The government wants to enable London residents to participate in the sharing economy, and enjoy the same freedom and flexibility as the rest of the country to temporarily let their homes, without the disproportionate burden of requiring planning permission. It will provide income to householders who want to rent out their home – for example, if they themselves go on holiday. I believe this will be popular with London residents, as evident by the support for our planning reforms to make it easier for householders to rent out their spare parking spaces. A further benefit will be to increase the amount of competitively priced accommodation available for tourists to rent, promoting economic growth from tourism, as well as reducing the amount of under-used and otherwise empty property in London. These reforms will primarily benefit homeowners; the changes will not affect any existing clauses in tenancy contracts which prohibit sub-letting by tenants.

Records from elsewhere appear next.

//! End-to-end code reading
//!
//! [`Solver`] owns everything that stays fixed between calls (the gray
//! baseline, the reference tables, the parameters) and runs the full
//! pipeline on each image:
//!
//! ```text
//! image -> clean -> segment -> extract -> classify_sequence -> SolveReport
//! ```
//!
//! A solver holds no per-call state, so one instance can serve any number
//! of threads at once.
//!
//! # Example
//!
//! ```no_run
//! use capsolve_recog::{Solver, SolverParams};
//!
//! let solver = Solver::from_files(
//!     "assets/empty.png",
//!     &[("bold", "data/bold.json"), ("slim", "data/slim.json")],
//!     SolverParams::default(),
//! )
//! .unwrap();
//! let report = solver.solve_file("captcha.png").unwrap();
//! println!("{} (via {} table)", report.result, report.table);
//! ```

use crate::classify::{SolveReport, classify_sequence};
use crate::features::{FeatureVector, extract_all};
use crate::params::SolverParams;
use crate::preprocess::{check_contains_band, clean, to_gray};
use crate::segment::segment;
use crate::table::{ReferenceTable, ReferenceTables};
use crate::{RecogError, RecogResult};
use capsolve_core::Pix;
use log::debug;
use std::path::Path;

/// Run clean, segment and extract on one image.
///
/// This is the feature half of the pipeline shared by [`Solver`] and
/// calibration.
pub fn evaluate(image: &Pix, baseline: &Pix, params: &SolverParams) -> RecogResult<Vec<FeatureVector>> {
    let band = clean(image, baseline, &params.preprocess)?;
    let glyphs = segment(&band)?;
    extract_all(&glyphs, &params.features)
}

/// Reads codes from images
#[derive(Debug, Clone)]
pub struct Solver {
    baseline: Pix,
    tables: ReferenceTables,
    params: SolverParams,
}

impl Solver {
    /// Create a solver from already loaded resources.
    ///
    /// # Errors
    /// - [`RecogError::InvalidParameter`] if `params` do not validate
    /// - [`RecogError::ImageTooSmall`] if the baseline cannot hold the band
    /// - [`RecogError::Resource`] if there is no table or a table is empty
    pub fn new(baseline: Pix, tables: ReferenceTables, params: SolverParams) -> RecogResult<Self> {
        params.validate()?;

        if tables.is_empty() {
            return Err(RecogError::Resource {
                what: "reference tables".to_string(),
                message: "at least one table is required".to_string(),
            });
        }
        if let Some(empty) = tables.iter().find(|t| t.is_empty()) {
            return Err(RecogError::Resource {
                what: format!("{} table", empty.name()),
                message: "table has no entries".to_string(),
            });
        }

        let baseline = to_gray(&baseline, &params.preprocess)?;
        check_contains_band(&baseline, &params.preprocess)?;

        Ok(Self {
            baseline,
            tables,
            params,
        })
    }

    /// Load the baseline image and the named tables from disk.
    ///
    /// Tables are tried in the order given. Every failure to load a
    /// resource is reported as [`RecogError::Resource`].
    pub fn from_files<B, P>(baseline: B, tables: &[(&str, P)], params: SolverParams) -> RecogResult<Self>
    where
        B: AsRef<Path>,
        P: AsRef<Path>,
    {
        let baseline_path = baseline.as_ref();
        let baseline = capsolve_io::read_image(baseline_path).map_err(|e| {
            RecogError::resource(format!("baseline image {}", baseline_path.display()), e)
        })?;

        let mut loaded = ReferenceTables::new();
        for (name, path) in tables {
            let table = ReferenceTable::from_json_file(*name, path).map_err(|e| match e {
                RecogError::InvalidTable(msg) => {
                    RecogError::resource(format!("{} table {}", name, path.as_ref().display()), msg)
                }
                other => other,
            })?;
            loaded.push(table);
        }

        Self::new(baseline, loaded, params)
    }

    /// The gray baseline image
    pub fn baseline(&self) -> &Pix {
        &self.baseline
    }

    /// Tables in retry order
    pub fn tables(&self) -> &ReferenceTables {
        &self.tables
    }

    /// Active parameters
    pub fn params(&self) -> &SolverParams {
        &self.params
    }

    /// Cleaned binary glyph band of an image
    pub fn clean(&self, image: &Pix) -> RecogResult<Pix> {
        clean(image, &self.baseline, &self.params.preprocess)
    }

    /// Feature vectors of every glyph in an image, left to right
    pub fn evaluate(&self, image: &Pix) -> RecogResult<Vec<FeatureVector>> {
        evaluate(image, &self.baseline, &self.params)
    }

    /// Read the code in a decoded image.
    pub fn solve_pix(&self, image: &Pix) -> RecogResult<SolveReport> {
        let features = self.evaluate(image)?;
        let report = classify_sequence(
            &features,
            &self.tables,
            &self.params.classify,
            self.params.code_length,
        )?;
        debug!(
            "solved {:?} via {} table after {} attempt(s)",
            report.result, report.table, report.attempts
        );
        Ok(report)
    }

    /// Read the code in an image file.
    ///
    /// # Errors
    /// [`RecogError::Decode`] if the file cannot be read or decoded.
    pub fn solve_file<P: AsRef<Path>>(&self, path: P) -> RecogResult<SolveReport> {
        let path = path.as_ref();
        let image = capsolve_io::read_image(path).map_err(|source| RecogError::Decode {
            path: path.to_path_buf(),
            source,
        })?;
        self.solve_pix(&image)
    }

    /// Read the code in an encoded image held in memory.
    ///
    /// # Errors
    /// [`RecogError::Decode`] if the bytes cannot be decoded.
    pub fn solve_bytes(&self, data: &[u8]) -> RecogResult<SolveReport> {
        let image = capsolve_io::read_image_mem(data).map_err(|source| RecogError::Decode {
            path: "<memory>".into(),
            source,
        })?;
        self.solve_pix(&image)
    }
}

#[cfg(test)]
mod tests {
    use super::*;
    use crate::features::FEATURE_COUNT;
    use capsolve_core::{PixMut, PixelDepth};

    fn blank(w: u32, h: u32) -> Pix {
        let mut pix = PixMut::new(w, h, PixelDepth::Bit8).unwrap();
        pix.set_all_gray(200).unwrap();
        pix.into()
    }

    fn one_entry_tables() -> ReferenceTables {
        ReferenceTables::new()
            .with_table(ReferenceTable::new("bold").with_entry('a', FeatureVector::new([0.0; FEATURE_COUNT])))
    }

    #[test]
    fn test_new_validates_resources() {
        let params = SolverParams::default();
        assert!(matches!(
            Solver::new(blank(250, 80), ReferenceTables::new(), params.clone()),
            Err(RecogError::Resource { .. })
        ));
        let with_empty = one_entry_tables().with_table(ReferenceTable::new("slim"));
        assert!(matches!(
            Solver::new(blank(250, 80), with_empty, params.clone()),
            Err(RecogError::Resource { .. })
        ));
        assert!(matches!(
            Solver::new(blank(100, 50), one_entry_tables(), params.clone()),
            Err(RecogError::ImageTooSmall { .. })
        ));
        assert!(matches!(
            Solver::new(blank(250, 80), one_entry_tables(), params.with_code_length(0)),
            Err(RecogError::InvalidParameter(_))
        ));
    }

    #[test]
    fn test_blank_image_has_no_glyphs() {
        let solver = Solver::new(blank(250, 80), one_entry_tables(), SolverParams::default()).unwrap();
        assert!(solver.evaluate(&blank(250, 80)).unwrap().is_empty());
        let report = solver.solve_pix(&blank(250, 80)).unwrap();
        assert_eq!(report.result.kind(), crate::ResultKind::InvalidLength);
        assert_eq!(report.result.text(), "");
        assert_eq!(report.glyphs, 0);
    }

    #[test]
    fn test_decode_errors() {
        let solver = Solver::new(blank(250, 80), one_entry_tables(), SolverParams::default()).unwrap();
        assert!(matches!(
            solver.solve_bytes(b"definitely not an image"),
            Err(RecogError::Decode { .. })
        ));
        assert!(matches!(
            solver.solve_file("/nonexistent/captcha.png"),
            Err(RecogError::Decode { .. })
        ));
    }

    #[test]
    fn test_from_files_missing_resources() {
        let missing = Solver::from_files(
            "/nonexistent/empty.png",
            &[("bold", "/nonexistent/bold.json")],
            SolverParams::default(),
        );
        assert!(matches!(missing, Err(RecogError::Resource { .. })));
    }

    #[test]
    fn test_solver_is_send_sync() {
        fn assert_send_sync<T: Send + Sync>() {}
        assert_send_sync::<Solver>();
    }
}
//! Depth conversion
//!
//! Everything downstream of decoding works on 8 bpp grayscale, so color
//! sources are reduced with a weighted sum of channels.

use super::{Pix, PixMut, PixelDepth, set_data_byte};
use crate::color;
use crate::error::{Error, Result};

/// ITU-R BT.709 luma weight for red
pub const LUMA709_RED_WEIGHT: f32 = 0.2126;
/// ITU-R BT.709 luma weight for green
pub const LUMA709_GREEN_WEIGHT: f32 = 0.7152;
/// ITU-R BT.709 luma weight for blue
pub const LUMA709_BLUE_WEIGHT: f32 = 0.0722;

const FIXED_SHIFT: u32 = 15;
const FIXED_ONE: u32 = 1 << FIXED_SHIFT;

impl Pix {
    /// Convert 32 bpp RGB to 8 bpp grayscale with custom weights.
    ///
    /// Weights are normalized to sum to 1.0 if they don't already, then
    /// applied in 15-bit fixed point with the result truncated, so the
    /// BT.709 weights give `(6966 r + 23436 g + 2366 b) >> 15`.
    /// Alpha is ignored.
    ///
    /// # Errors
    ///
    /// Returns [`Error::UnsupportedDepth`] if the image is not 32 bpp.
    /// Returns [`Error::InvalidParameter`] if any weight is negative or
    /// all weights are zero.
    pub fn convert_rgb_to_gray(&self, rwt: f32, gwt: f32, bwt: f32) -> Result<Pix> {
        if self.depth() != PixelDepth::Bit32 {
            return Err(Error::UnsupportedDepth(self.depth().bits()));
        }
        if rwt < 0.0 || gwt < 0.0 || bwt < 0.0 {
            return Err(Error::InvalidParameter("weights must all be >= 0.0".into()));
        }
        let sum = rwt + gwt + bwt;
        if sum <= 0.0 {
            return Err(Error::InvalidParameter(
                "at least one weight must be positive".into(),
            ));
        }
        let (rwt, gwt, bwt) = if (sum - 1.0).abs() > 0.0001 {
            (rwt / sum, gwt / sum, bwt / sum)
        } else {
            (rwt, gwt, bwt)
        };
        let fixed = |w: f32| (w * FIXED_ONE as f32).round() as u32;
        let (rw, gw, bw) = (fixed(rwt), fixed(gwt), fixed(bwt));

        let w = self.width();
        let h = self.height();
        let mut result = PixMut::new(w, h, PixelDepth::Bit8)?;

        for y in 0..h {
            let src = self.row_data(y);
            let line = result.row_data_mut(y);
            for x in 0..w {
                let (r, g, b) = color::extract_rgb(src[x as usize]);
                let gray = (rw * r as u32 + gw * g as u32 + bw * b as u32) >> FIXED_SHIFT;
                set_data_byte(line, x, gray.min(255));
            }
        }

        Ok(result.into())
    }
}
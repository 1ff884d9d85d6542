//! PNG image format support

use crate::{IoError, IoResult};
use capsolve_core::{ImageFormat, Pix, PixMut, PixelDepth, color, pix::set_data_byte};
use png::{BitDepth, ColorType, Decoder, Encoder, Transformations};
use std::io::{BufRead, Seek, Write};

/// Read a PNG image
///
/// Palette and low-bit-depth images are expanded and 16-bit samples are
/// stripped to 8 bits, so the result is always 8 bpp (gray) or 32 bpp
/// (RGB / RGBA).
pub fn read_png<R: BufRead + Seek>(reader: R) -> IoResult<Pix> {
    let mut decoder = Decoder::new(reader);
    decoder.set_transformations(Transformations::EXPAND | Transformations::STRIP_16);
    let mut reader = decoder
        .read_info()
        .map_err(|e| IoError::DecodeError(format!("PNG decode error: {}", e)))?;

    let (color_type, bit_depth) = reader.output_color_type();
    if bit_depth != BitDepth::Eight {
        return Err(IoError::UnsupportedFormat(format!(
            "unsupported PNG output depth: {:?}",
            bit_depth
        )));
    }

    let (pix_depth, spp, samples) = match color_type {
        ColorType::Grayscale => (PixelDepth::Bit8, 1, 1usize),
        ColorType::GrayscaleAlpha => (PixelDepth::Bit32, 4, 2),
        ColorType::Rgb => (PixelDepth::Bit32, 3, 3),
        ColorType::Rgba => (PixelDepth::Bit32, 4, 4),
        ColorType::Indexed => {
            return Err(IoError::UnsupportedFormat(
                "unexpanded PNG palette".to_string(),
            ));
        }
    };

    let buf_size = reader
        .output_buffer_size()
        .ok_or_else(|| IoError::DecodeError("failed to get output buffer size".to_string()))?;
    let mut buf = vec![0; buf_size];
    let output_info = reader
        .next_frame(&mut buf)
        .map_err(|e| IoError::DecodeError(format!("PNG frame error: {}", e)))?;

    let width = output_info.width;
    let height = output_info.height;
    let bytes_per_row = output_info.line_size;
    let data = &buf[..output_info.buffer_size()];

    let mut pix = PixMut::new(width, height, pix_depth)?;
    pix.set_spp(spp);
    pix.set_informat(ImageFormat::Png);

    for y in 0..height {
        let row = &data[y as usize * bytes_per_row..];
        let line = pix.row_data_mut(y);
        for x in 0..width {
            let idx = x as usize * samples;
            match color_type {
                ColorType::Grayscale => set_data_byte(line, x, row[idx] as u32),
                ColorType::GrayscaleAlpha => {
                    let g = row[idx];
                    line[x as usize] = color::compose_rgba(g, g, g, row[idx + 1]);
                }
                ColorType::Rgb => {
                    line[x as usize] = color::compose_rgb(row[idx], row[idx + 1], row[idx + 2]);
                }
                _ => {
                    line[x as usize] =
                        color::compose_rgba(row[idx], row[idx + 1], row[idx + 2], row[idx + 3]);
                }
            }
        }
    }

    Ok(pix.into())
}

/// Write a PNG image
///
/// 8 bpp images are written as 8-bit grayscale, 32 bpp images as RGB
/// (or RGBA when `spp == 4`).
pub fn write_png<W: Write>(pix: &Pix, writer: W) -> IoResult<()> {
    let width = pix.width();
    let height = pix.height();

    let color_type = match pix.depth() {
        PixelDepth::Bit8 => ColorType::Grayscale,
        PixelDepth::Bit32 if pix.spp() == 4 => ColorType::Rgba,
        PixelDepth::Bit32 => ColorType::Rgb,
    };

    let mut encoder = Encoder::new(writer, width, height);
    encoder.set_color(color_type);
    encoder.set_depth(BitDepth::Eight);

    let mut writer = encoder
        .write_header()
        .map_err(|e| IoError::EncodeError(format!("PNG header error: {}", e)))?;

    let samples = color_type.samples();
    let mut data = Vec::with_capacity(width as usize * height as usize * samples);
    for y in 0..height {
        for x in 0..width {
            let val = pix.get_pixel_unchecked(x, y);
            match color_type {
                ColorType::Grayscale => data.push(val as u8),
                ColorType::Rgba => {
                    data.extend_from_slice(&[
                        color::red(val),
                        color::green(val),
                        color::blue(val),
                        color::alpha(val),
                    ]);
                }
                _ => {
                    let (r, g, b) = color::extract_rgb(val);
                    data.extend_from_slice(&[r, g, b]);
                }
            }
        }
    }

    writer
        .write_image_data(&data)
        .map_err(|e| IoError::EncodeError(format!("PNG write error: {}", e)))?;
    writer
        .finish()
        .map_err(|e| IoError::EncodeError(format!("PNG finish error: {}", e)))?;

    Ok(())
}

#[cfg(test)]
mod tests {
    use super::*;
    use std::io::Cursor;

    #[test]
    fn test_png_gray_roundtrip() {
        let samples: Vec<u8> = (0..35 * 13).map(|i| (i * 7 % 256) as u8).collect();
        let pix = Pix::from_gray_samples(13, 35, &samples).unwrap();

        let mut buf = Vec::new();
        write_png(&pix, &mut buf).unwrap();
        let back = read_png(Cursor::new(&buf)).unwrap();

        assert_eq!(back.informat(), ImageFormat::Png);
        assert_eq!(back, pix);
    }

    #[test]
    fn test_png_rgb_roundtrip() {
        let mut pix = PixMut::new(3, 2, PixelDepth::Bit32).unwrap();
        pix.set_rgb(0, 0, 255, 0, 0).unwrap();
        pix.set_rgb(2, 1, 1, 2, 3).unwrap();
        let pix: Pix = pix.into();

        let mut buf = Vec::new();
        write_png(&pix, &mut buf).unwrap();
        let back = read_png(Cursor::new(&buf)).unwrap();

        assert_eq!(back.depth(), PixelDepth::Bit32);
        assert_eq!(back.get_rgb(0, 0), Some((255, 0, 0)));
        assert_eq!(back.get_rgb(2, 1), Some((1, 2, 3)));
    }

    #[test]
    fn test_png_garbage_is_decode_error() {
        let err = read_png(Cursor::new(b"\x89PNG\r\n\x1a\nnot really".to_vec())).unwrap_err();
        assert!(matches!(err, IoError::DecodeError(_)));
    }
}
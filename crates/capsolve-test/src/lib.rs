//! capsolve-test - Regression test framework for capsolve
//!
//! Provides [`RegParams`], which collects the outcome of many comparisons
//! in one test and reports all failures at the end, and [`synth`], which
//! draws the images the recognizer is tested on. No binary test assets are
//! checked in; every image is generated.
//!
//! # Usage
//!
//! ```
//! use capsolve_test::RegParams;
//!
//! let mut rp = RegParams::new("segment");
//! rp.compare_values(6.0, 6.0, 0.0);
//! assert!(rp.cleanup());
//! ```
//!
//! # Environment Variables
//!
//! - `REGTEST_MODE`: set to "display" to also write intermediate images to
//!   `tests/regout` for inspection

mod error;
mod params;
pub mod synth;

pub use error::{TestError, TestResult};
pub use params::{RegParams, RegTestMode};

/// Get the path to the workspace root
fn workspace_root() -> String {
    let manifest_dir = env!("CARGO_MANIFEST_DIR");
    // capsolve-test is at crates/capsolve-test, so go up two directories
    format!("{}/../..", manifest_dir)
}

/// Get the path to the regout (regression output) directory
pub fn regout_dir() -> String {
    format!("{}/tests/regout", workspace_root())
}

/// Create a fresh scratch directory for one test.
///
/// The directory lives under the system temp dir and is emptied first, so
/// tests that write corpora or tables do not see each other's files.
pub fn scratch_dir(name: &str) -> TestResult<std::path::PathBuf> {
    let dir = std::env::temp_dir().join(format!("capsolve_{}_{}", name, std::process::id()));
    if dir.exists() {
        std::fs::remove_dir_all(&dir)?;
    }
    std::fs::create_dir_all(&dir)?;
    Ok(dir)
}
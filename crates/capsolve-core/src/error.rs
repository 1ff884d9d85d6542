//! Error types for capsolve-core
//!
//! Provides a unified error type for all operations in the core crate.
//! Each variant captures enough context for diagnostics without exposing
//! internal implementation details.

use thiserror::Error;

/// capsolve-core error type
#[derive(Error, Debug)]
pub enum Error {
    /// Invalid image dimensions
    #[error("invalid image dimensions: {width}x{height}")]
    InvalidDimension { width: u32, height: u32 },

    /// Index out of bounds
    #[error("index out of bounds: {index} >= {len}")]
    IndexOutOfBounds { index: usize, len: usize },

    /// Incompatible image sizes
    #[error("incompatible image sizes: {0}x{1} vs {2}x{3}")]
    IncompatibleSizes(u32, u32, u32, u32),

    /// Incompatible pixel depths
    #[error("incompatible pixel depths: {0} bpp vs {1} bpp")]
    IncompatibleDepths(u32, u32),

    /// Unsupported pixel depth for this operation
    #[error("unsupported pixel depth: {0} bpp")]
    UnsupportedDepth(u32),

    /// Invalid parameter value
    #[error("invalid parameter: {0}")]
    InvalidParameter(String),

    /// Sample buffer does not match the declared geometry
    #[error("sample buffer length mismatch: expected {expected}, got {actual}")]
    BufferLength { expected: usize, actual: usize },
}

/// Result type alias for core operations
pub type Result<T> = std::result::Result<T, Error>;
//! capsolve CLI - read codes from images and build reference tables.

use capsolve_core::{ImageFormat, Pix};
use capsolve_recog::preprocess::clean;
use capsolve_recog::solver::evaluate;
use capsolve_recog::{Solver, SolverParams, calibrate_dir};
use clap::{Args, Parser, Subcommand};
use std::path::{Path, PathBuf};

type CliError = Box<dyn std::error::Error>;
type CliResult<T> = Result<T, CliError>;

#[derive(Parser)]
#[command(name = "capsolve")]
#[command(about = "Read six-character codes from fixed-layout noisy images")]
#[command(version)]
struct Cli {
    #[command(subcommand)]
    command: Commands,
}

#[derive(Subcommand)]
enum Commands {
    /// Read the code in one or more images.
    Solve(SolveArgs),

    /// Build a reference table from a directory of labeled images.
    Calibrate(CalibrateArgs),

    /// Print the glyph features of an image (JSON).
    Features(ImageArgs),

    /// Write the cleaned glyph band of an image.
    Clean {
        #[command(flatten)]
        input: ImageArgs,

        /// Path to write the binary band (.pgm/.pnm, otherwise PNG).
        #[arg(long)]
        out: PathBuf,
    },

    /// Print the default parameters (JSON).
    Params,
}

#[derive(Debug, Clone, Args)]
struct SolveArgs {
    /// Images to read.
    #[arg(long, required = true, num_args = 1..)]
    image: Vec<PathBuf>,

    /// Blank background image.
    #[arg(long)]
    baseline: PathBuf,

    /// Reference table tried first.
    #[arg(long)]
    bold: PathBuf,

    /// Reference table tried when the first is ambiguous.
    #[arg(long)]
    slim: Option<PathBuf>,

    /// Parameter file (JSON); missing fields keep their defaults.
    #[arg(long)]
    config: Option<PathBuf>,

    /// Print full reports as JSON lines instead of the text only.
    #[arg(long)]
    json: bool,
}

#[derive(Debug, Clone, Args)]
struct CalibrateArgs {
    /// Directory of images named after their code.
    #[arg(long)]
    corpus: PathBuf,

    /// Blank background image.
    #[arg(long)]
    baseline: PathBuf,

    /// Name of the table.
    #[arg(long, default_value = "bold")]
    name: String,

    /// Path to write the table (JSON).
    #[arg(long)]
    out: PathBuf,

    /// Parameter file (JSON).
    #[arg(long)]
    config: Option<PathBuf>,
}

#[derive(Debug, Clone, Args)]
struct ImageArgs {
    /// Input image.
    #[arg(long)]
    image: PathBuf,

    /// Blank background image.
    #[arg(long)]
    baseline: PathBuf,

    /// Parameter file (JSON).
    #[arg(long)]
    config: Option<PathBuf>,
}

fn main() -> CliResult<()> {
    env_logger::Builder::from_env(env_logger::Env::default().default_filter_or("info")).init();

    let cli = Cli::parse();

    match cli.command {
        Commands::Solve(args) => run_solve(&args),
        Commands::Calibrate(args) => run_calibrate(&args),
        Commands::Features(args) => run_features(&args),
        Commands::Clean { input, out } => run_clean(&input, &out),
        Commands::Params => run_params(),
    }
}

fn load_params(config: Option<&Path>) -> CliResult<SolverParams> {
    match config {
        Some(path) => {
            log::info!("Loading parameters: {}", path.display());
            Ok(SolverParams::from_json_file(path)?)
        }
        None => Ok(SolverParams::default()),
    }
}

fn load_image(path: &Path) -> CliResult<Pix> {
    capsolve_io::read_image(path).map_err(|e| -> CliError {
        format!("Failed to open image {}: {}", path.display(), e).into()
    })
}

/// Load the image, baseline and parameters of a feature-only command.
fn load_inputs(args: &ImageArgs) -> CliResult<(Pix, Pix, SolverParams)> {
    let params = load_params(args.config.as_deref())?;
    params.validate()?;
    let baseline = load_image(&args.baseline)?;
    let image = load_image(&args.image)?;
    Ok((image, baseline, params))
}

fn run_solve(args: &SolveArgs) -> CliResult<()> {
    let params = load_params(args.config.as_deref())?;

    let mut tables: Vec<(&str, &Path)> = vec![("bold", args.bold.as_path())];
    if let Some(slim) = &args.slim {
        tables.push(("slim", slim.as_path()));
    }
    let solver = Solver::from_files(&args.baseline, &tables, params)?;
    log::info!("Loaded {} reference table(s)", solver.tables().len());

    for path in &args.image {
        let report = solver.solve_file(path)?;
        if args.json {
            println!("{}", serde_json::to_string(&report)?);
        } else {
            println!("{}\t{}", path.display(), report.result);
        }
        log::info!(
            "{}: {:?} via {} table after {} attempt(s)",
            path.display(),
            report.result.kind(),
            report.table,
            report.attempts
        );
    }

    Ok(())
}

fn run_calibrate(args: &CalibrateArgs) -> CliResult<()> {
    let params = load_params(args.config.as_deref())?;
    let baseline = load_image(&args.baseline)?;

    log::info!("Calibrating {} table from {}", args.name, args.corpus.display());
    let report = calibrate_dir(&args.corpus, &baseline, &params, &args.name)?;
    log::info!(
        "{} characters from {} samples ({} skipped)",
        report.table.len(),
        report.used,
        report.skipped
    );

    report.table.write_json_file(&args.out)?;
    log::info!("Table written to {}", args.out.display());
    Ok(())
}

fn run_features(args: &ImageArgs) -> CliResult<()> {
    let (image, baseline, params) = load_inputs(args)?;
    let features = evaluate(&image, &baseline, &params)?;
    log::info!("{} glyph(s) in {}", features.len(), args.image.display());
    println!("{}", serde_json::to_string_pretty(&features)?);
    Ok(())
}

fn run_clean(args: &ImageArgs, out: &Path) -> CliResult<()> {
    let (image, baseline, params) = load_inputs(args)?;
    let band = clean(&image, &baseline, &params.preprocess)?;

    let format = capsolve_io::format_from_extension(out);
    if format == ImageFormat::Jpeg {
        return Err(format!("cannot write JPEG: {}", out.display()).into());
    }
    capsolve_io::write_image(&band, out, format)?;
    log::info!("Band written to {}", out.display());
    Ok(())
}

fn run_params() -> CliResult<()> {
    println!("{}", serde_json::to_string_pretty(&SolverParams::default())?);
    Ok(())
}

In order to address the issues raised by the consultation, the government intends to restrict short-term letting of residential premises to a maximum of 90 days in a calendar year, so that properties cannot be used for short-term letting on a permanent basis throughout the year. In addition, the government also intends to put in place additional safeguards through regulations. These will include that to benefit from the new flexibility the properties must be liable for Council Tax (thereby excluding business premises); that the new flexibility can be withdrawn following a successful enforcement action against a statutory nuisance, and that in exceptional circumstances local authorities will be able to request that the Secretary of State agrees to small localised exemptions from the new flexibility, where there is a strong amenity case to do so. These are practical concessions that I hope will illustrate that we have carefully listened to the points made by Parliamentarians in both Houses in recent months.
The policy document is being published on my department’s website and has been placed in the libraries of both Houses.